Top Scottish star John Higgins overcame a broken rib to secure his place in the last 64 with a narrow 4-3 win over amateur Adam Duffy.
The four-time World Champion has admitted to being downbeat with his current form and that he had been considering retirement following a devastating 6-5 loss against Alan McManus at the recent UK Championship. However, Higgins did make a final earlier this season, when he was runner-up to Mark Selby in a nail biting clash 10-9 at the China Championship.
Higgins led this evening’s match 2-0, before eventually being pegged back by Duffy, who forced a deciding frame. The Scot then ultimately got himself over the line with a the help of a break of 53.
“I wouldn’t have played if it wasn’t here in Glasgow. There isn’t far to travel,” said Higgins. “I was out watching the Scottish League Cup football final a couple of weeks ago when I hurt my rib.
“It would be amazing if I could go far, but I really don’t think I will get much further in this event. Adam played well today and potted a few good balls, but he missed some crucial ones so I was lucky.”
Higgins’ fellow Scots Stephen Maguire and Anthony McGill succumbed to disappointing defeats. Maguire was beaten 4-1 by Billy Castle, while McGill exits after a 4-2 loss against China’s Zhang Yong.
Defending champion Neil Robertson got his campaign underway with a 4-1 defeat of Peter Lines.
Australia’s 2010 World Champion made breaks of 88, 63 and 67 on his way to this afternoon’s victory.
Judd Trump surged to a comfortable 4-0 whitewash of ten-time ranking event winner Jimmy White in under an hour to progress to the last 64 of the BetVictor Scottish Open in Glasgow.
Trump is enjoying a strong run of form, having scored a sensational 9-7 win over Ronnie O’Sullivan in the final of the recent BetVictor Northern Ireland Open. However, he did succumb to a narrow 6-4 loss against Joe Perry in the last 16 of the UK Championship last week.

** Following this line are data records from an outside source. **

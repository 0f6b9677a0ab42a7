//! Record identity shared by every domain store.

use serde::{Deserialize, Serialize};
use std::fmt::{Display, Formatter};

/// Stable identifier of one stored record.
///
/// Opaque to callers; ordering and format depend on the `IdGenerator` in use.
#[derive(Debug, Clone, PartialEq, Eq, PartialOrd, Ord, Hash, Serialize, Deserialize)]
#[serde(transparent)]
pub struct RecordId(String);

impl RecordId {
    pub fn new(value: impl Into<String>) -> Self {
        Self(value.into())
    }

    pub fn as_str(&self) -> &str {
        self.0.as_str()
    }
}

impl Display for RecordId {
    fn fmt(&self, f: &mut Formatter<'_>) -> std::fmt::Result {
        f.write_str(&self.0)
    }
}

impl From<&str> for RecordId {
    fn from(value: &str) -> Self {
        Self::new(value)
    }
}

impl From<String> for RecordId {
    fn from(value: String) -> Self {
        Self(value)
    }
}

/// Domain a store belongs to. Used to tag notifications and log events.
#[derive(Debug, Clone, Copy, PartialEq, Eq, Hash, Serialize, Deserialize)]
#[serde(rename_all = "snake_case")]
pub enum Domain {
    Inventory,
    Recipes,
    MealPlan,
}

impl Domain {
    /// Stable snake_case id used in log events.
    pub fn as_str(self) -> &'static str {
        match self {
            Self::Inventory => "inventory",
            Self::Recipes => "recipes",
            Self::MealPlan => "meal_plan",
        }
    }
}

/// Contract every storable record implements.
pub trait Record: Clone {
    /// Domain tag for this record type.
    const DOMAIN: Domain;

    fn id(&self) -> &RecordId;
}

/// Inputs a draft may consult while being turned into a record.
#[derive(Debug, Clone, Copy)]
pub struct DraftContext<'a> {
    /// Calendar date of creation, from the injected clock.
    pub today: chrono::NaiveDate,
    pub config: &'a crate::config::KitchenConfig,
}

/// Caller-supplied partial record that becomes a full record once an id is assigned.
pub trait Draft {
    type Output: Record;

    /// Merges draft fields over domain defaults and validates the result.
    ///
    /// # Errors
    /// - Returns `ValidationError` when any field violates its invariant.
    fn build(
        self,
        id: RecordId,
        ctx: &DraftContext<'_>,
    ) -> Result<Self::Output, crate::model::validation::ValidationError>;
}
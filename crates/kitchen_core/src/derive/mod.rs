//! Read-only projections over store snapshots.
//!
//! # Responsibility
//! - Compute search, filter, grouping and freshness views on demand.
//!
//! # Invariants
//! - Every function is pure: same snapshot and parameters, same output.
//! - Outputs preserve the snapshot's relative order unless documented otherwise.
//! - Derivations never fail on well-typed input.

pub mod expiry;
pub mod filter;
pub mod recipes;
pub mod schedule;
pub mod search;
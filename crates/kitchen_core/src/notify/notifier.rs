//! Synchronous observer registry.

use log::error;
use std::panic::{catch_unwind, AssertUnwindSafe};

/// Handle returned by `subscribe`, used to unsubscribe.
#[derive(Debug, Clone, Copy, PartialEq, Eq, Hash, PartialOrd, Ord)]
pub struct SubscriptionId(u64);

type Callback<E> = Box<dyn Fn(&E)>;

/// Publish/subscribe fan-out for one event type.
pub struct Notifier<E> {
    next_id: u64,
    subscribers: Vec<(SubscriptionId, Callback<E>)>,
}

impl<E> Default for Notifier<E> {
    fn default() -> Self {
        Self {
            next_id: 0,
            subscribers: Vec::new(),
        }
    }
}

impl<E> Notifier<E> {
    pub fn new() -> Self {
        Self::default()
    }

    /// Registers `callback` for future events only.
    pub fn subscribe(&mut self, callback: impl Fn(&E) + 'static) -> SubscriptionId {
        let id = SubscriptionId(self.next_id);
        self.next_id += 1;
        self.subscribers.push((id, Box::new(callback)));
        id
    }

    /// Removes one observer. Returns `false` when `id` was not registered.
    pub fn unsubscribe(&mut self, id: SubscriptionId) -> bool {
        let before = self.subscribers.len();
        self.subscribers.retain(|(candidate, _)| *candidate != id);
        self.subscribers.len() != before
    }

    pub fn subscriber_count(&self) -> usize {
        self.subscribers.len()
    }

    /// Delivers `event` to every observer in registration order.
    ///
    /// Returns how many observers panicked. Each panic is caught and logged.
    pub fn notify(&self, event: &E) -> usize {
        let mut failed = 0;
        for (id, callback) in &self.subscribers {
            if catch_unwind(AssertUnwindSafe(|| callback(event))).is_err() {
                failed += 1;
                error!(
                    "event=notify_observer module=notify status=error subscription={} error_code=observer_panicked",
                    id.0
                );
            }
        }
        failed
    }
}

impl<E> std::fmt::Debug for Notifier<E> {
    fn fmt(&self, f: &mut std::fmt::Formatter<'_>) -> std::fmt::Result {
        f.debug_struct("Notifier")
            .field("subscribers", &self.subscribers.len())
            .finish()
    }
}
//! Rolling file logging for the kitchen core.
//!
//! # Responsibility
//! - Initialize file-based rolling logs exactly once per process.
//! - Keep log events metadata-only: ids, domains and error codes, no item text.
//!
//! # Invariants
//! - Init is idempotent for the same directory and level.
//! - Init never panics.
//! - Re-initialization with a different directory or level is rejected.

use crate::config::KitchenConfig;
use flexi_logger::{Cleanup, Criterion, FileSpec, Logger, LoggerHandle, Naming, WriteMode};
use log::{error, info};
use once_cell::sync::OnceCell;
use std::error::Error;
use std::fmt::{Display, Formatter};
use std::path::{Path, PathBuf};

const LOG_FILE_BASENAME: &str = "kitchen";
const MAX_LOG_FILE_SIZE_BYTES: u64 = 5 * 1024 * 1024;
const MAX_LOG_FILES: usize = 3;
const MAX_PANIC_PAYLOAD_CHARS: usize = 120;

static ACTIVE: OnceCell<ActiveLogger> = OnceCell::new();
static PANIC_HOOK: OnceCell<()> = OnceCell::new();

struct ActiveLogger {
    level: LogLevel,
    dir: PathBuf,
    _handle: LoggerHandle,
}

#[derive(Debug, Clone, Copy, PartialEq, Eq)]
pub enum LogLevel {
    Trace,
    Debug,
    Info,
    Warn,
    Error,
}

impl LogLevel {
    /// Parses a case-insensitive level name; `warning` is accepted for `warn`.
    pub fn parse(value: &str) -> Result<Self, LoggingError> {
        match value.trim().to_ascii_lowercase().as_str() {
            "trace" => Ok(Self::Trace),
            "debug" => Ok(Self::Debug),
            "info" => Ok(Self::Info),
            "warn" | "warning" => Ok(Self::Warn),
            "error" => Ok(Self::Error),
            other => Err(LoggingError::UnsupportedLevel(other.to_string())),
        }
    }

    pub fn as_str(self) -> &'static str {
        match self {
            Self::Trace => "trace",
            Self::Debug => "debug",
            Self::Info => "info",
            Self::Warn => "warn",
            Self::Error => "error",
        }
    }
}

#[derive(Debug)]
pub enum LoggingError {
    UnsupportedLevel(String),
    InvalidDirectory(String),
    CreateDirectory { dir: PathBuf, source: std::io::Error },
    Backend(String),
    /// Already initialized with different settings.
    Conflict { active: String, requested: String },
}

impl Display for LoggingError {
    fn fmt(&self, f: &mut Formatter<'_>) -> std::fmt::Result {
        match self {
            Self::UnsupportedLevel(value) => write!(
                f,
                "unsupported log level `{value}`; expected trace|debug|info|warn|error"
            ),
            Self::InvalidDirectory(message) => write!(f, "invalid log directory: {message}"),
            Self::CreateDirectory { dir, source } => write!(
                f,
                "failed to create log directory `{}`: {source}",
                dir.display()
            ),
            Self::Backend(message) => write!(f, "failed to start logger: {message}"),
            Self::Conflict { active, requested } => write!(
                f,
                "logging already initialized with `{active}`; refusing to switch to `{requested}`"
            ),
        }
    }
}

impl Error for LoggingError {
    fn source(&self) -> Option<&(dyn Error + 'static)> {
        match self {
            Self::CreateDirectory { source, .. } => Some(source),
            _ => None,
        }
    }
}

/// Starts rolling file logs under `log_dir` at `level`.
///
/// # Errors
/// - `UnsupportedLevel` / `InvalidDirectory` for bad input; `log_dir` must be absolute.
/// - `CreateDirectory` / `Backend` when the file backend cannot start.
/// - `Conflict` when already initialized with another level or directory.
pub fn init_logging(level: &str, log_dir: &str) -> Result<(), LoggingError> {
    let level = LogLevel::parse(level)?;
    let dir = absolute_dir(log_dir)?;

    let active = ACTIVE.get_or_try_init(|| start_backend(level, &dir))?;
    ensure_same(active, level, &dir)
}

/// Starts logging at the level named in `config`.
pub fn init_logging_from_config(config: &KitchenConfig, log_dir: &str) -> Result<(), LoggingError> {
    init_logging(&config.log_level, log_dir)
}

/// `(level, dir)` of the active logger, `None` before init.
pub fn logging_status() -> Option<(LogLevel, PathBuf)> {
    ACTIVE.get().map(|active| (active.level, active.dir.clone()))
}

/// `debug` in debug builds, `info` otherwise.
pub fn default_log_level() -> &'static str {
    if cfg!(debug_assertions) {
        "debug"
    } else {
        "info"
    }
}

fn start_backend(level: LogLevel, dir: &Path) -> Result<ActiveLogger, LoggingError> {
    std::fs::create_dir_all(dir).map_err(|source| LoggingError::CreateDirectory {
        dir: dir.to_path_buf(),
        source,
    })?;

    let handle = Logger::try_with_str(level.as_str())
        .map_err(|err| LoggingError::Backend(err.to_string()))?
        .log_to_file(FileSpec::default().directory(dir).basename(LOG_FILE_BASENAME))
        .rotate(
            Criterion::Size(MAX_LOG_FILE_SIZE_BYTES),
            Naming::Numbers,
            Cleanup::KeepLogFiles(MAX_LOG_FILES),
        )
        .write_mode(WriteMode::BufferAndFlush)
        .append()
        .format_for_files(flexi_logger::detailed_format)
        .start()
        .map_err(|err| LoggingError::Backend(err.to_string()))?;

    install_panic_hook_once();
    info!(
        "event=logging_init module=logging status=ok level={} version={} log_dir={}",
        level.as_str(),
        env!("CARGO_PKG_VERSION"),
        dir.display()
    );

    Ok(ActiveLogger {
        level,
        dir: dir.to_path_buf(),
        _handle: handle,
    })
}

fn ensure_same(active: &ActiveLogger, level: LogLevel, dir: &Path) -> Result<(), LoggingError> {
    if active.dir != dir {
        return Err(LoggingError::Conflict {
            active: active.dir.display().to_string(),
            requested: dir.display().to_string(),
        });
    }
    if active.level != level {
        return Err(LoggingError::Conflict {
            active: active.level.as_str().to_string(),
            requested: level.as_str().to_string(),
        });
    }
    Ok(())
}

fn absolute_dir(log_dir: &str) -> Result<PathBuf, LoggingError> {
    let trimmed = log_dir.trim();
    if trimmed.is_empty() {
        return Err(LoggingError::InvalidDirectory("path is empty".to_string()));
    }
    let path = Path::new(trimmed);
    if !path.is_absolute() {
        return Err(LoggingError::InvalidDirectory(format!(
            "`{trimmed}` is not absolute"
        )));
    }
    Ok(path.to_path_buf())
}

fn install_panic_hook_once() {
    PANIC_HOOK.get_or_init(|| {
        let previous = std::panic::take_hook();
        std::panic::set_hook(Box::new(move |info| {
            let location = info
                .location()
                .map(|loc| format!("{}:{}", loc.file(), loc.line()))
                .unwrap_or_else(|| "unknown".to_string());
            error!(
                "event=panic module=logging status=error location={} payload={}",
                location,
                panic_summary(info)
            );
            previous(info);
        }));
    });
}

fn panic_summary(info: &std::panic::PanicHookInfo<'_>) -> String {
    let payload = info
        .payload()
        .downcast_ref::<&str>()
        .map(|message| (*message).to_string())
        .or_else(|| info.payload().downcast_ref::<String>().cloned())
        .unwrap_or_else(|| "non-string panic payload".to_string());
    single_line(&payload, MAX_PANIC_PAYLOAD_CHARS)
}

fn single_line(value: &str, max_chars: usize) -> String {
    let flat = value.replace(['\n', '\r'], " ");
    let mut out: String = flat.chars().take(max_chars).collect();
    if flat.chars().count() > max_chars {
        out.push_str("...");
    }
    out
}
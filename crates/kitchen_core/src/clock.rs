//! Time sources for creation dates, expiry reference dates and id tokens.

use chrono::{Local, NaiveDate, Utc};

/// Injected time source so derivations and id policies stay deterministic in tests.
pub trait Clock: Send + Sync {
    /// Local calendar date used as "today".
    fn today(&self) -> NaiveDate;

    /// Unix epoch milliseconds.
    fn now_millis(&self) -> i64;
}

/// Wall-clock time from the host.
#[derive(Debug, Clone, Copy, Default)]
pub struct SystemClock;

impl Clock for SystemClock {
    fn today(&self) -> NaiveDate {
        Local::now().date_naive()
    }

    fn now_millis(&self) -> i64 {
        Utc::now().timestamp_millis()
    }
}

/// Clock frozen at one instant.
#[derive(Debug, Clone, Copy, PartialEq, Eq)]
pub struct FixedClock {
    today: NaiveDate,
    millis: i64,
}

impl FixedClock {
    pub fn new(today: NaiveDate, millis: i64) -> Self {
        Self { today, millis }
    }

    /// Frozen at local midnight of `today`, expressed as if it were UTC.
    pub fn on(today: NaiveDate) -> Self {
        let millis = today
            .and_hms_opt(0, 0, 0)
            .map(|value| value.and_utc().timestamp_millis())
            .unwrap_or_default();
        Self::new(today, millis)
    }
}

impl Clock for FixedClock {
    fn today(&self) -> NaiveDate {
        self.today
    }

    fn now_millis(&self) -> i64 {
        self.millis
    }
}
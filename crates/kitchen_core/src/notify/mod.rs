//! Change notification for display layers.
//!
//! # Responsibility
//! - Fan out store change events to registered observers synchronously.
//!
//! # Invariants
//! - Observers run in registration order.
//! - A panicking observer never prevents the remaining observers from running.
//! - Past events are not replayed to new observers.

pub mod event;
pub mod notifier;
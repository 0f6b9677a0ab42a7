//! Store contract shared by every domain.

use crate::model::record::{Record, RecordId};
use std::error::Error;
use std::fmt::{Display, Formatter};

pub type StoreResult<T> = Result<T, StoreError>;

/// Semantic store failures.
#[derive(Debug, Clone, PartialEq, Eq)]
pub enum StoreError {
    /// Insert with an id that is already present.
    DuplicateId(RecordId),
    /// Lookup of an id that is not present.
    NotFound(RecordId),
}

impl Display for StoreError {
    fn fmt(&self, f: &mut Formatter<'_>) -> std::fmt::Result {
        match self {
            Self::DuplicateId(id) => write!(f, "record id already exists: {id}"),
            Self::NotFound(id) => write!(f, "record not found: {id}"),
        }
    }
}

impl Error for StoreError {}

/// Ordered, id-keyed collection of one record type.
pub trait EntityStore<T: Record> {
    /// Appends `record`, keeping insertion order.
    ///
    /// # Errors
    /// - `StoreError::DuplicateId` when `record.id()` is already stored; the
    ///   store is left unchanged.
    fn insert(&mut self, record: T) -> StoreResult<()>;

    /// Removes the record with `id` and returns it; `None` when absent.
    fn remove(&mut self, id: &RecordId) -> Option<T>;

    /// Snapshot of all records in insertion order.
    ///
    /// The returned vector is detached from later mutations.
    fn all(&self) -> Vec<T>;

    /// Returns a copy of the record with `id`.
    ///
    /// # Errors
    /// - `StoreError::NotFound` when no record has `id`.
    fn get(&self, id: &RecordId) -> StoreResult<T>;

    fn contains(&self, id: &RecordId) -> bool;

    fn len(&self) -> usize;

    fn is_empty(&self) -> bool {
        self.len() == 0
    }
}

The last time Trump locked horns with the legendary White in a ranking event was at the 2012 China Open, where he came out a 5-3 victor.
This evening’s match was a more comfortable victory. Trump rattled off four frames in just 45 minutes, composing runs of 73, 61 and 73 on his way to the win.
Trump said: “I played some good stuff at times. Jimmy was always finishing in slightly awkward positions. The table may have been playing a bit differently to what he is used to, as he isn’t on TV as much these days.
“My game is there, you can’t win every tournament you play in. You need to look to the next event and stay positive. I had a bad match at the UK Championship in York and that can happen.”
Mark Allen, fresh off a 10-6 defeat in the UK Championship final against Ronnie O’Sullivan, earned a hard fought 4-2 win over Liang Wenbo.
The Pistol doesn’t have the best of records against China’s Liang. The 2016 English Open champion Liang had won all five of their previous meetings going into today’s clash. However, it was Allen who got the win this evening, making breaks of 69 and 78 along the way.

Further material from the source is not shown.